Let’s suppose we want to run two commands that take a long time to complete, such as downloading a large file and compressing a directory:

$ sudo sh -c 'wget https://websiteexample.com/file.zip & tar czvf folder.tar.gz folder'

This command runs in the background and frees up the terminal for other tasks. We can check the progress with the jobs command and use the fg command to bring them to the foreground if we like.

Additionally, we can also use the -u option to run commands as a different user while using ampersand:

$ sudo -u megalous -- sh -c 'command1 & command2'

This code runs under the user megalous regardless of the original execution context.

4. Using Logical Operators

Another way we can run multiple commands with sudo is to use logical operators, such as && (AND) or || (OR). We can use the operators to create conditional statements that control when and how our commands execute.

4.1. AND Operator (&&)

We use the AND operator to run commands only if both of the conditions we specify are true.
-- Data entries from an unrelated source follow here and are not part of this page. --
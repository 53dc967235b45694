// SPDX-License-Identifier: AGPL-3.0-or-later
//
// Copyright (C) 2025 Daniel Negri
//
// This program is free software: you can redistribute it and/or modify
// it under the terms of the GNU Affero General Public License as published by
// the Free Software Foundation, either version 3 of the License, or
// (at your option) any later version.
//
// This program is distributed in the hope that it will be useful,
// but WITHOUT ANY WARRANTY; without even the implied warranty of
// MERCHANTABILITY or FITNESS FOR A PARTICULAR PURPOSE. See the
// GNU Affero General Public License for more details.
//
// You should have received a copy of the GNU Affero General Public License
// along with this program. If not, see <https://www.gnu.org/licenses/>.

//! Error types for ledger operations.
//!
//! Settlement is deliberately absent here: a fully paid debt is a successful
//! terminal outcome ([`UpdateOutcome::Settled`]), not a failure.
//!
//! [`UpdateOutcome::Settled`]: crate::UpdateOutcome::Settled

use std::fmt;
use thiserror::Error;

/// A single field-level validation failure.
#[derive(Debug, Clone, PartialEq, Eq)]
pub struct FieldViolation {
    pub field: &'static str,
    pub message: String,
}

impl fmt::Display for FieldViolation {
    fn fmt(&self, f: &mut fmt::Formatter<'_>) -> fmt::Result {
        write!(f, "{}: {}", self.field, self.message)
    }
}

/// Collected field violations, reported together to aid the caller.
#[derive(Debug, Clone, PartialEq, Eq)]
pub struct Violations(pub Vec<FieldViolation>);

impl fmt::Display for Violations {
    fn fmt(&self, f: &mut fmt::Formatter<'_>) -> fmt::Result {
        let mut first = true;
        for violation in &self.0 {
            if !first {
                write!(f, "; ")?;
            }
            write!(f, "{}", violation)?;
            first = false;
        }
        Ok(())
    }
}

/// Ledger operation errors.
#[derive(Error, Debug, Clone, PartialEq, Eq)]
pub enum LedgerError {
    /// Malformed or missing field, non-positive amount, empty line-item list
    #[error("validation failed: {0}")]
    Validation(Violations),

    /// Acting on a product, customer, or debt not owned by the caller
    #[error("caller does not own this {0}")]
    Ownership(&'static str),

    /// Unique-name constraint violation (per-vendor names, vendor emails)
    #[error("duplicate {entity}: {name:?} is already registered")]
    DuplicateName { entity: &'static str, name: String },

    /// Attempt to change a field that is fixed for the life of the debt
    #[error("{0} cannot be changed once the debt exists")]
    ImmutableField(&'static str),

    /// Referenced id does not exist
    #[error("{0} not found")]
    NotFound(&'static str),
}

impl LedgerError {
    /// A validation error carrying a single violation.
    pub fn invalid(field: &'static str, message: impl Into<String>) -> Self {
        LedgerError::Validation(Violations(vec![FieldViolation {
            field,
            message: message.into(),
        }]))
    }
}
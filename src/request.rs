// SPDX-License-Identifier: AGPL-3.0-or-later
//
// Copyright (C) 2025 Daniel Negri
//
// This program is free software: you can redistribute it and/or modify
// it under the terms of the GNU Affero General Public License as published by
// the Free Software Foundation, either version 3 of the License, or
// (at your option) any later version.
//
// This program is distributed in the hope that it will be useful,
// but WITHOUT ANY WARRANTY; without even the implied warranty of
// MERCHANTABILITY or FITNESS FOR A PARTICULAR PURPOSE. See the
// GNU Affero General Public License for more details.
//
// You should have received a copy of the GNU Affero General Public License
// along with this program. If not, see <https://www.gnu.org/licenses/>.

//! Boundary payloads for the accrual engine.
//!
//! Timestamps arrive as caller-supplied strings so entries can be backdated;
//! they must still parse as RFC 3339. Each payload struct doubles as the
//! allow-list of fields its operation may touch.

use crate::base::{CustomerId, ProductId};
use crate::error::LedgerError;
use chrono::{DateTime, Utc};
use rust_decimal::Decimal;
use serde::Deserialize;

/// One product/quantity pair in a purchase payload.
#[derive(Debug, Clone, Copy, PartialEq, Eq, Deserialize)]
pub struct LineItemDraft {
    pub product_id: ProductId,
    pub quantity: u32,
}

impl LineItemDraft {
    pub fn new(product_id: ProductId, quantity: u32) -> Self {
        Self {
            product_id,
            quantity,
        }
    }
}

/// A purchase to record against a customer's running debt.
#[derive(Debug, Clone, Deserialize)]
pub struct PurchaseDraft {
    pub customer_id: CustomerId,
    pub line_items: Vec<LineItemDraft>,
    pub interest: Decimal,
    /// RFC 3339; validated before anything is written.
    pub recorded_at: String,
    /// Vendor-stated amount for this purchase. When omitted, the amount is
    /// derived as the sum of the new batch totals.
    pub total_amount: Option<Decimal>,
}

impl PurchaseDraft {
    pub fn new(
        customer_id: CustomerId,
        line_items: Vec<LineItemDraft>,
        interest: Decimal,
        recorded_at: impl Into<String>,
    ) -> Self {
        Self {
            customer_id,
            line_items,
            interest,
            recorded_at: recorded_at.into(),
            total_amount: None,
        }
    }

    pub fn with_total(mut self, total_amount: Decimal) -> Self {
        self.total_amount = Some(total_amount);
        self
    }
}

/// A partial update to an existing debt.
///
/// Only the fields present here may change; `recorded_at` is mandatory on
/// every update. `customer_id` exists solely so a payload that tries to move
/// the debt to another customer can be rejected instead of silently ignored.
#[derive(Debug, Clone, Deserialize)]
pub struct DebtPatch {
    #[serde(default)]
    pub customer_id: Option<CustomerId>,
    #[serde(default)]
    pub line_items: Option<Vec<LineItemDraft>>,
    #[serde(default)]
    pub total_amount: Option<Decimal>,
    #[serde(default)]
    pub interest: Option<Decimal>,
    #[serde(default)]
    pub paid_amount: Option<Decimal>,
    pub recorded_at: String,
}

impl DebtPatch {
    pub fn new(recorded_at: impl Into<String>) -> Self {
        Self {
            customer_id: None,
            line_items: None,
            total_amount: None,
            interest: None,
            paid_amount: None,
            recorded_at: recorded_at.into(),
        }
    }

    /// A plain partial-payment update.
    pub fn payment(paid_amount: Decimal, recorded_at: impl Into<String>) -> Self {
        let mut patch = Self::new(recorded_at);
        patch.paid_amount = Some(paid_amount);
        patch
    }
}

/// Parses a caller-supplied timestamp, normalizing to UTC.
pub(crate) fn parse_recorded_at(raw: &str) -> Result<DateTime<Utc>, LedgerError> {
    DateTime::parse_from_rfc3339(raw)
        .map(|parsed| parsed.with_timezone(&Utc))
        .map_err(|_| LedgerError::invalid("recorded_at", "invalid timestamp; use RFC 3339"))
}
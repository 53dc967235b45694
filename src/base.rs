// SPDX-License-Identifier: AGPL-3.0-or-later
//
// Copyright (C) 2025 Daniel Negri
//
// This program is free software: you can redistribute it and/or modify
// it under the terms of the GNU Affero General Public License as published by
// the Free Software Foundation, either version 3 of the License, or
// (at your option) any later version.
//
// This program is distributed in the hope that it will be useful,
// but WITHOUT ANY WARRANTY; without even the implied warranty of
// MERCHANTABILITY or FITNESS FOR A PARTICULAR PURPOSE. See the
// GNU Affero General Public License for more details.
//
// You should have received a copy of the GNU Affero General Public License
// along with this program. If not, see <https://www.gnu.org/licenses/>.

//! Core identifier types for vendors, customers, products, and debts.

use serde::{Deserialize, Serialize};
use std::fmt;

/// Unique identifier for a vendor (fiador) account.
#[derive(Debug, Clone, Copy, PartialEq, Eq, Hash, Deserialize, Serialize)]
#[serde(transparent)]
pub struct VendorId(pub u32);

impl fmt::Display for VendorId {
    fn fmt(&self, f: &mut fmt::Formatter<'_>) -> fmt::Result {
        write!(f, "{}", self.0)
    }
}

/// Unique identifier for a customer.
#[derive(Debug, Clone, Copy, PartialEq, Eq, Hash, Deserialize, Serialize)]
#[serde(transparent)]
pub struct CustomerId(pub u32);

impl fmt::Display for CustomerId {
    fn fmt(&self, f: &mut fmt::Formatter<'_>) -> fmt::Result {
        write!(f, "{}", self.0)
    }
}

/// Unique identifier for a product.
#[derive(Debug, Clone, Copy, PartialEq, Eq, Hash, Deserialize, Serialize)]
#[serde(transparent)]
pub struct ProductId(pub u32);

impl fmt::Display for ProductId {
    fn fmt(&self, f: &mut fmt::Formatter<'_>) -> fmt::Result {
        write!(f, "{}", self.0)
    }
}

/// Unique identifier for a debt.
///
/// A debt id stays valid until the debt settles; after settlement the id
/// resolves to nothing.
#[derive(Debug, Clone, Copy, PartialEq, Eq, Hash, Deserialize, Serialize)]
#[serde(transparent)]
pub struct DebtId(pub u32);

impl fmt::Display for DebtId {
    fn fmt(&self, f: &mut fmt::Formatter<'_>) -> fmt::Result {
        write!(f, "{}", self.0)
    }
}

/// Identity attached to every call.
///
/// The ledger never authenticates; it only authorizes. Whoever sits in front
/// of it (HTTP layer, CLI, tests) resolves credentials to a vendor id plus a
/// staff flag and passes the pair down.
#[derive(Debug, Clone, Copy, PartialEq, Eq)]
pub struct Caller {
    pub vendor_id: VendorId,
    pub staff: bool,
}

impl Caller {
    /// A regular vendor acting on its own data.
    pub fn vendor(vendor_id: VendorId) -> Self {
        Self {
            vendor_id,
            staff: false,
        }
    }

    /// A staff/back-office identity that may act on any vendor's data.
    pub fn staff(vendor_id: VendorId) -> Self {
        Self {
            vendor_id,
            staff: true,
        }
    }

    /// Owner-or-staff rule, applied uniformly across all operations.
    pub fn can_act_for(&self, owner: VendorId) -> bool {
        self.staff || self.vendor_id == owner
    }
}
Let’s suppose we want to run two commands with root privileges. For example, we create a directory named backup and copy all files from our home directory to it:

$ sudo sh -c 'mkdir backup && cp -r $HOME/* backup'

This prompts for the user’s password and runs the commands mkdir backup and cp -r $HOME/* backup with root privileges, using sh as the shell.

Moreover, the && operator ensures that the second command is executed only if the first command succeeds. If the first command fails, for example, if the directory backup already exists, the second command won’t be executed.

4.2. OR Operator (||)

Additionally, we should use the OR operator to run commands if we want them to run when at least one of the conditions is true.

Let’s suppose we want to run two commands with root privileges, such as installing a package named foo and updating the system:

$ sudo sh -c 'apt-get install foo || apt-get update'

The code above runs the commands apt-get install foo and apt-get update with root privileges, using sh as the shell.

Moreover, the || operator ensures that the second command executes only if the first command fails. If the first command succeeds, for example, if the package foo is already installed, the second command won’t be executed.

4.3. Combining Both Operators

Furthermore, we can combine both logical operators to create more conditions to run under one single sudo.

Let’s suppose we want to run three commands with root privileges, such as creating a file named test.txt, writing the word hello to it, and deleting it:

$ sudo sh -c 'touch test.txt && echo hello > test.txt || rm test.txt'

The code runs the commands touch test.txt, echo hello > test.txt, and rm test.txt with root privileges, using sh as the shell.

The && and || operators create a conditional expression that executes the commands:

  • if the first command succeeds, i.e., if the file test.txt is created successfully, the second command executes
  • if the first command fails, i.e., if the file test.txt already exists or cannot be created, the third command executes
  • if the second command fails, i.e., the word hello cannot be written to the file, the third command executes

Moreover, it’s advisable to be careful with logical operators and understand clearly how they work before employing them.

5. Conclusion

In this article, we explored how we can run multiple commands with a single sudo operation.

First, we looked at how we can use the semicolon and ampersand symbol to separate arguments. Additionally, we learned how we can use logical operators with the sudo commands with examples.

However, it’s important to take care with the sudo command because it operates with superuser privileges.